Ein weiterer Vorteil von HSMs ist die Unterstützung des vollständigen Lebenszyklus der Schlüsselverwaltung – von der Schlüsselerstellung, zur kryptografischen Entwicklung, Schlüsselspeicherung, der Schlüsselbeendigung und Archivierung. HSMs stehen im Mittelpunkt eines wirksamen Schutzes der digitalen Schlüssel und gewährleisten, dass die Vertrauenskette in der DNS-Hierarchie erhalten bleibt.
Alternative Methoden:
Ein DNS-Weiterleiter ist ein DNS-Server, der DNS-Abfragen im Auftrag von einem anderen DNS-Server ausführt. Die wichtigsten Gründe für die Verwendung eines DNS-Weiterleiters sind zum einen das Abladen von Verarbeitungsaufgaben vom DNS-Server, der die Abfrage weiterleitet, auf den DNS-Weiterleiter. Zum anderen verfügt der DNS-Weiterleiter über einen potenziell größeren DNS-Cache.

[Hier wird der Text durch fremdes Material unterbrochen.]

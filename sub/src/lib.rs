/*
 * SPDX-License-Identifier: MPL-2.0
 */

//! Normalizes subtitle data from heterogeneous source formats into one format-agnostic model.
//!
//! # Overview
//!
//! Each supported format has a reader that walks its byte or line stream and emits
//! [`RawSubtitle`] runs, one per stretch of text with a single style. The
//! [`collect`](collect::collect) pass then folds consecutive runs that share timing, position,
//! and fades into grouped [`Subtitle`] values. Downstream code works on that model alone and
//! needs no knowledge of the originating format.
//!
//! Timestamps are [`Time`] values and keep whichever representation the source format had:
//! exact milliseconds, or a frame count that only becomes a wall-clock quantity once a frame
//! rate is supplied.
//!
//! Parsing is eager: constructing a reader consumes its whole input, and a single malformed
//! line fails the construction with an error naming the offending text. Use
//! [`factory::reader_for`] to pick a reader for a file by extension and magic bytes.

pub mod collect;
pub mod factory;
pub mod markup;
pub mod source;
pub mod ssa;
pub mod stlbinary;
pub mod stltables;
pub mod stltext;
pub mod subrip;
pub mod subtitle;
pub mod time;

pub use subtitle::{
    Block, FontSize, RawSubtitle, Rgb, Run, Subtitle, VerticalPosition, VerticalReference,
};
pub use time::{Rational, Time, UnknownFrameRateError};

/// A fully parsed subtitle source.
///
/// Construction has already consumed the input, so both views are cheap to take.
pub trait Reader {
    /// The runs in arrival order, one per style-consistent stretch of text.
    fn raw_subtitles(&self) -> &[RawSubtitle];

    /// The runs grouped into subtitles.
    fn subtitles(&self) -> Vec<Subtitle> {
        collect::collect(self.raw_subtitles().iter().cloned())
    }
}
/*
 * SPDX-License-Identifier: MPL-2.0
 */

//! Folds the raw run stream into grouped subtitles.


use crate::subtitle::{RawSubtitle, Run, Subtitle};

/// Groups raw runs into subtitles in a single forward pass.
///
/// A run joins the open subtitle only when its timing, position, and fades all match
/// ([`Subtitle::same_metadata`]); anything else closes the open subtitle and starts a new one.
/// Arrival order is preserved and non-adjacent runs are never merged, even when their metadata
/// would match.
pub fn collect<I>(raw: I) -> Vec<Subtitle>
where
    I: IntoIterator<Item = RawSubtitle>,
{
    let mut out = Vec::new();
    let mut current: Option<Subtitle> = None;

    for sub in raw {
        match current.as_mut() {
            Some(open) if open.same_metadata(&sub) => {
                let block = open.blocks.last_mut().expect("open subtitle has a block");
                block.runs.push(Run::from(&sub));
            }
            Some(_) => {
                out.extend(current.replace(Subtitle::from_raw(&sub)));
            }
            None => {
                current = Some(Subtitle::from_raw(&sub));
            }
        }
    }

    out.extend(current);
    out
}
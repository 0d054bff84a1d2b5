/*
 * SPDX-License-Identifier: CC0-1.0
 */

use super::*;
use std::io::Cursor;

fn gsi() -> Vec<u8> {
    let mut block = vec![0x20u8; 1024];
    block[0..3].copy_from_slice(b"850");
    block[3..11].copy_from_slice(b"STL25.01");
    block[11] = b'1';
    block[12..14].copy_from_slice(b"00");
    block[14..16].copy_from_slice(b"09");
    block[16..20].copy_from_slice(b"Test");
    block[253..255].copy_from_slice(b"23");
    block[255] = b'1';
    block[256..264].copy_from_slice(b"00000000");
    block
}

fn tti(number: u16, text: &[u8]) -> Vec<u8> {
    let mut block = vec![0x8Fu8; 128];
    block[0] = 0;
    block[1..3].copy_from_slice(&number.to_le_bytes());
    block[3] = 0xFF;
    block[4] = 0;
    block[5..9].copy_from_slice(&[0, 0, 1, 4]);
    block[9..13].copy_from_slice(&[0, 0, 2, 16]);
    block[13] = 20;
    block[14] = 2;
    block[15] = 0;
    block[16..16 + text.len()].copy_from_slice(text);
    block
}

fn file(blocks: &[Vec<u8>]) -> Cursor<Vec<u8>> {
    let mut data = gsi();
    for block in blocks {
        data.extend_from_slice(block);
    }
    Cursor::new(data)
}

#[test]
fn test_header() {
    let reader = StlBinaryReader::new(file(&[tti(0, b"Hello")])).unwrap();
    let header = reader.header();

    assert_eq!(header.code_page_number, "850");
    assert_eq!(header.disk_format_code, "STL25.01");
    assert_eq!(header.frame_rate, Rational::new(25, 1));
    assert_eq!(header.display_standard, DisplayStandard::Level1Teletext);
    assert_eq!(header.language_group, LanguageGroup::Latin);
    assert_eq!(header.language, Language::English);
    assert_eq!(header.original_programme_title, "Test");
    assert_eq!(header.timecode_status, TimecodeStatus::IntendedForUse);
    assert_eq!(header.maximum_rows, 23);
    assert_eq!(header.start_of_programme.frame(), Some(0));
}

#[test]
fn test_simple_text() {
    let reader = StlBinaryReader::new(file(&[tti(0, b"Hello")])).unwrap();

    let raw = reader.raw_subtitles();
    assert_eq!(raw.len(), 1);
    assert_eq!(raw[0].text, "Hello");
    assert_eq!(raw[0].from.frame(), Some(4));
    // the rate was retained from the header, so conversion needs nothing more
    assert_eq!(raw[0].from.milliseconds(), Ok(160));
    assert_eq!(raw[0].to.seconds(), 2);
    assert_eq!(raw[0].vertical_position, VerticalPosition::Lines { line: 20, lines: 23 });
}

#[test]
fn test_italic_toggle_splits_runs() {
    let reader =
        StlBinaryReader::new(file(&[tti(0, b"a \x80slanted\x81 b")])).unwrap();

    let raw = reader.raw_subtitles();
    assert_eq!(raw.len(), 3);
    assert_eq!(raw[0].text, "a ");
    assert!(!raw[0].italic);
    assert_eq!(raw[1].text, "slanted");
    assert!(raw[1].italic);
    assert_eq!(raw[2].text, " b");
    assert!(!raw[2].italic);
}

#[test]
fn test_line_break_moves_down() {
    let reader = StlBinaryReader::new(file(&[tti(0, b"upper\x8Alower")])).unwrap();

    let raw = reader.raw_subtitles();
    assert_eq!(raw.len(), 2);
    assert_eq!(raw[0].vertical_position, VerticalPosition::Lines { line: 20, lines: 23 });
    assert_eq!(raw[1].vertical_position, VerticalPosition::Lines { line: 21, lines: 23 });
}

#[test]
fn test_teletext_colour() {
    let reader = StlBinaryReader::new(file(&[tti(0, b"\x02green")])).unwrap();

    let raw = reader.raw_subtitles();
    assert_eq!(raw.len(), 1);
    assert_eq!(
        raw[0].colour,
        Rgb {
            red: 0.0,
            green: 1.0,
            blue: 0.0,
        }
    );
}

#[test]
fn test_comment_blocks_are_skipped() {
    let mut comment = tti(0, b"internal note");
    comment[15] = 1;
    let reader = StlBinaryReader::new(file(&[comment, tti(1, b"shown")])).unwrap();

    let raw = reader.raw_subtitles();
    assert_eq!(raw.len(), 1);
    assert_eq!(raw[0].text, "shown");
}

#[test]
fn test_user_data_blocks_are_skipped() {
    let mut user_data = tti(0, b"payload");
    user_data[3] = 0xFE;
    let reader = StlBinaryReader::new(file(&[user_data])).unwrap();
    assert!(reader.raw_subtitles().is_empty());
}

#[test]
fn test_unknown_language_code() {
    let mut block = gsi();
    block[14..16].copy_from_slice(b"ZZ");
    match StlBinaryReader::new(Cursor::new(block)) {
        Err(StlBinaryError::UnknownCode { source }) => {
            assert_eq!(source.kind, "language");
            assert_eq!(source.code, "ZZ");
        }
        other => panic!("expected an unknown code error, got {:?}", other.map(|_| ())),
    }
}

#[test]
fn test_unknown_justification_code() {
    let mut block = tti(0, b"text");
    block[14] = 9;
    assert!(matches!(
        StlBinaryReader::new(file(&[block])),
        Err(StlBinaryError::UnknownCode { .. })
    ));
}

#[test]
fn test_bad_disk_format_code() {
    let mut block = gsi();
    block[3..11].copy_from_slice(b"STL99.01");
    match StlBinaryReader::new(Cursor::new(block)) {
        Err(StlBinaryError::Format { field, value, .. }) => {
            assert_eq!(field, "disk format code");
            assert_eq!(value, "STL99.01");
        }
        other => panic!("expected a format error, got {:?}", other.map(|_| ())),
    }
}

#[test]
fn test_bad_timecode() {
    let mut block = tti(0, b"text");
    block[6] = 61;
    assert!(matches!(
        StlBinaryReader::new(file(&[block])),
        Err(StlBinaryError::Format { .. })
    ));
}

#[test]
fn test_short_header_is_an_io_error() {
    assert!(matches!(
        StlBinaryReader::new(Cursor::new(vec![0u8; 100])),
        Err(StlBinaryError::Io { .. })
    ));
}

#[test]
fn test_grouping_across_runs() {
    let reader = StlBinaryReader::new(file(&[tti(0, b"a \x80b\x81 c")])).unwrap();

    let subtitles = reader.subtitles();
    assert_eq!(subtitles.len(), 1);
    assert_eq!(subtitles[0].blocks[0].runs.len(), 3);
}
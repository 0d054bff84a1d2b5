/*
 * SPDX-License-Identifier: MPL-2.0
 */

//! Line sources feeding the text readers.
//!
//! Readers pull one line at a time through [`LineSource`], so a parse holds at most one line
//! of input in memory regardless of file size. End of input is signalled by `None`.


use std::io::BufRead;
use std::str::Lines;

use tracing::warn;

/// Produces the next line of input, or `None` at end of input.
pub trait LineSource {
    fn next_line(&mut self) -> Option<String>;
}

/// A line source over an in-memory string.
pub struct StringLineSource<'a> {
    lines: Lines<'a>,
}

impl<'a> StringLineSource<'a> {
    pub fn new(text: &'a str) -> StringLineSource<'a> {
        StringLineSource {
            lines: text.lines(),
        }
    }
}

impl LineSource for StringLineSource<'_> {
    fn next_line(&mut self) -> Option<String> {
        self.lines.next().map(str::to_owned)
    }
}

/// A line source over any buffered reader, typically an open file.
pub struct ReadLineSource<R: BufRead> {
    input: R,
}

impl<R: BufRead> ReadLineSource<R> {
    pub fn new(input: R) -> ReadLineSource<R> {
        ReadLineSource { input }
    }
}

impl<R: BufRead> LineSource for ReadLineSource<R> {
    fn next_line(&mut self) -> Option<String> {
        let mut line = String::new();
        match self.input.read_line(&mut line) {
            Ok(0) => None,
            Ok(_) => {
                while line.ends_with('\n') || line.ends_with('\r') {
                    line.pop();
                }
                Some(line)
            }
            Err(error) => {
                warn!(%error, "read error treated as end of input");
                None
            }
        }
    }
}

/// Strips a Unicode byte order mark from the start of a line.
pub fn strip_bom(line: &str) -> &str {
    line.strip_prefix('\u{feff}').unwrap_or(line)
}

/// Whether a line is empty or contains only white space.
pub fn empty_or_white_space(line: &str) -> bool {
    line.trim().is_empty()
}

Ein weiterer Vorteil der Verwendung eines DNS-Weiterleiters besteht darin, dass er die DNS-Server daran hindert, Anforderungen aus der Interaktion mit Internet-DNS-Servern weiterzuleiten. Dies ist insbesondere dann wichtig, wenn Ihr DNS-Server als Host für die internen DNS-Ressourceneinträge Ihrer Domäne verwendet wird. Anstatt, dass Ihre internen DNS-Server selbständig die Rekursion und den Kontakt mit anderen DNS-Servern aufnehmen, können Sie den internen DNS-Server derart konfigurieren, dass er einen Weiterleiter für diejenigen Domänen verwendet, für die der Server nicht autoritativ ist.

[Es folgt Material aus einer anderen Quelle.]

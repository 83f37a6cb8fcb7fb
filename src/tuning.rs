//! Data-driven game balance
//!
//! Every number the simulation reads comes from here so a settings file can
//! reshape the arena without touching code.

use serde::{Deserialize, Serialize};

use crate::consts::*;
use crate::settings::SettingsError;

#[derive(Debug, Clone, PartialEq, Serialize, Deserialize)]
#[serde(default)]
pub struct Tuning {
    /// Playfield extent; bullets die outside it, players are clamped to it
    pub playfield_width: f32,
    pub playfield_height: f32,

    pub player_width: f32,
    pub player_height: f32,
    /// Spawn column for player 1 and player 2
    pub spawn_x: [f32; 2],
    pub drop_start_y: f32,
    pub rest_y: f32,
    pub drop_speed: f32,
    pub move_speed: f32,

    pub bullet_width: f32,
    pub bullet_height: f32,
    /// Horizontal speed magnitude; the sign comes from the shooter's side
    pub bullet_speed: f32,

    pub hit_damage: u8,
    pub max_health: u8,
    pub max_shield: u8,

    /// How long the landing greeting stays on screen
    pub greeting_ms: u32,
}

impl Default for Tuning {
    fn default() -> Self {
        Self {
            playfield_width: PLAYFIELD_WIDTH,
            playfield_height: PLAYFIELD_HEIGHT,
            player_width: PLAYER_WIDTH,
            player_height: PLAYER_HEIGHT,
            spawn_x: [PLAYER1_START_X, PLAYER2_START_X],
            drop_start_y: DROP_START_Y,
            rest_y: REST_Y,
            drop_speed: DROP_SPEED,
            move_speed: MOVE_SPEED,
            bullet_width: BULLET_WIDTH,
            bullet_height: BULLET_HEIGHT,
            bullet_speed: BULLET_SPEED,
            hit_damage: HIT_DAMAGE,
            max_health: MAX_HEALTH,
            max_shield: MAX_SHIELD,
            greeting_ms: GREETING_MS,
        }
    }
}

impl Tuning {
    /// Same balance, different playfield (the host knows the real canvas size)
    pub fn with_playfield(mut self, width: f32, height: f32) -> Self {
        self.playfield_width = width;
        self.playfield_height = height;
        self
    }

    /// Resize to the host's canvas. Falls back to the stock balance on that
    /// canvas, then to the stock playfield, when the result would not validate.
    pub fn fit_playfield(self, width: f32, height: f32) -> Self {
        let fitted = self.with_playfield(width, height);
        let Err(e) = fitted.validate() else {
            return fitted;
        };
        log::warn!("Stored tuning does not fit a {width}x{height} playfield ({e}), using defaults");

        let stock = Self::default().with_playfield(width, height);
        match stock.validate() {
            Ok(()) => stock,
            Err(e) => {
                log::warn!("Playfield too small for default balance ({e}), using 800x600");
                Self::default()
            }
        }
    }

    pub fn validate(&self) -> Result<(), SettingsError> {
        let positive = [
            (self.playfield_width, "playfield_width"),
            (self.playfield_height, "playfield_height"),
            (self.player_width, "player_width"),
            (self.player_height, "player_height"),
            (self.drop_speed, "drop_speed"),
            (self.move_speed, "move_speed"),
            (self.bullet_width, "bullet_width"),
            (self.bullet_height, "bullet_height"),
            (self.bullet_speed, "bullet_speed"),
        ];
        for (value, field) in positive {
            if !(value.is_finite() && value > 0.0) {
                return Err(SettingsError::InvalidTuning(format!("{field} must be positive")));
            }
        }
        if self.hit_damage == 0 {
            return Err(SettingsError::InvalidTuning("hit_damage must be positive".into()));
        }
        // Health bars are percentages; neither pool may start above the stock cap
        let pools = [
            (self.max_health, MAX_HEALTH, "max_health"),
            (self.max_shield, MAX_SHIELD, "max_shield"),
        ];
        for (value, cap, field) in pools {
            if value == 0 || value > cap {
                return Err(SettingsError::InvalidTuning(format!(
                    "{field} must be between 1 and {cap}"
                )));
            }
        }
        if self.rest_y < 0.0 || self.rest_y + self.player_height > self.playfield_height {
            return Err(SettingsError::InvalidTuning(
                "rest_y must keep players inside the playfield".into(),
            ));
        }
        if !(self.drop_start_y >= 0.0 && self.drop_start_y <= self.rest_y) {
            return Err(SettingsError::InvalidTuning(
                "drop_start_y must lie between the top edge and rest_y".into(),
            ));
        }
        for x in self.spawn_x {
            if x < 0.0 || x + self.player_width > self.playfield_width {
                return Err(SettingsError::InvalidTuning(
                    "spawn_x must keep players inside the playfield".into(),
                ));
            }
        }
        Ok(())
    }
}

Ein reiner DNS-Cacheserver ist für alle DNS-Domänen nicht autoritativ. Er ist zur Rekursion oder für die Verwendung eines Weiterleiters konfiguriert. Wenn der reine DNS-Cacheserver eine Antwort empfängt, speichert er das Ergebnis zwischen und gibt die Antwort an das System zurück, das die DNS-Abfrage an den reinen DNS-Cacheserver absendet. Mit der Zeit kann der reine DNS-Cacheserver einen großen Cache von DNS-Antworten ansammeln, womit die Antwortzeiten für DNS-Clients von diesem reinen DNS-Cacheserver erheblich verbessert werden können.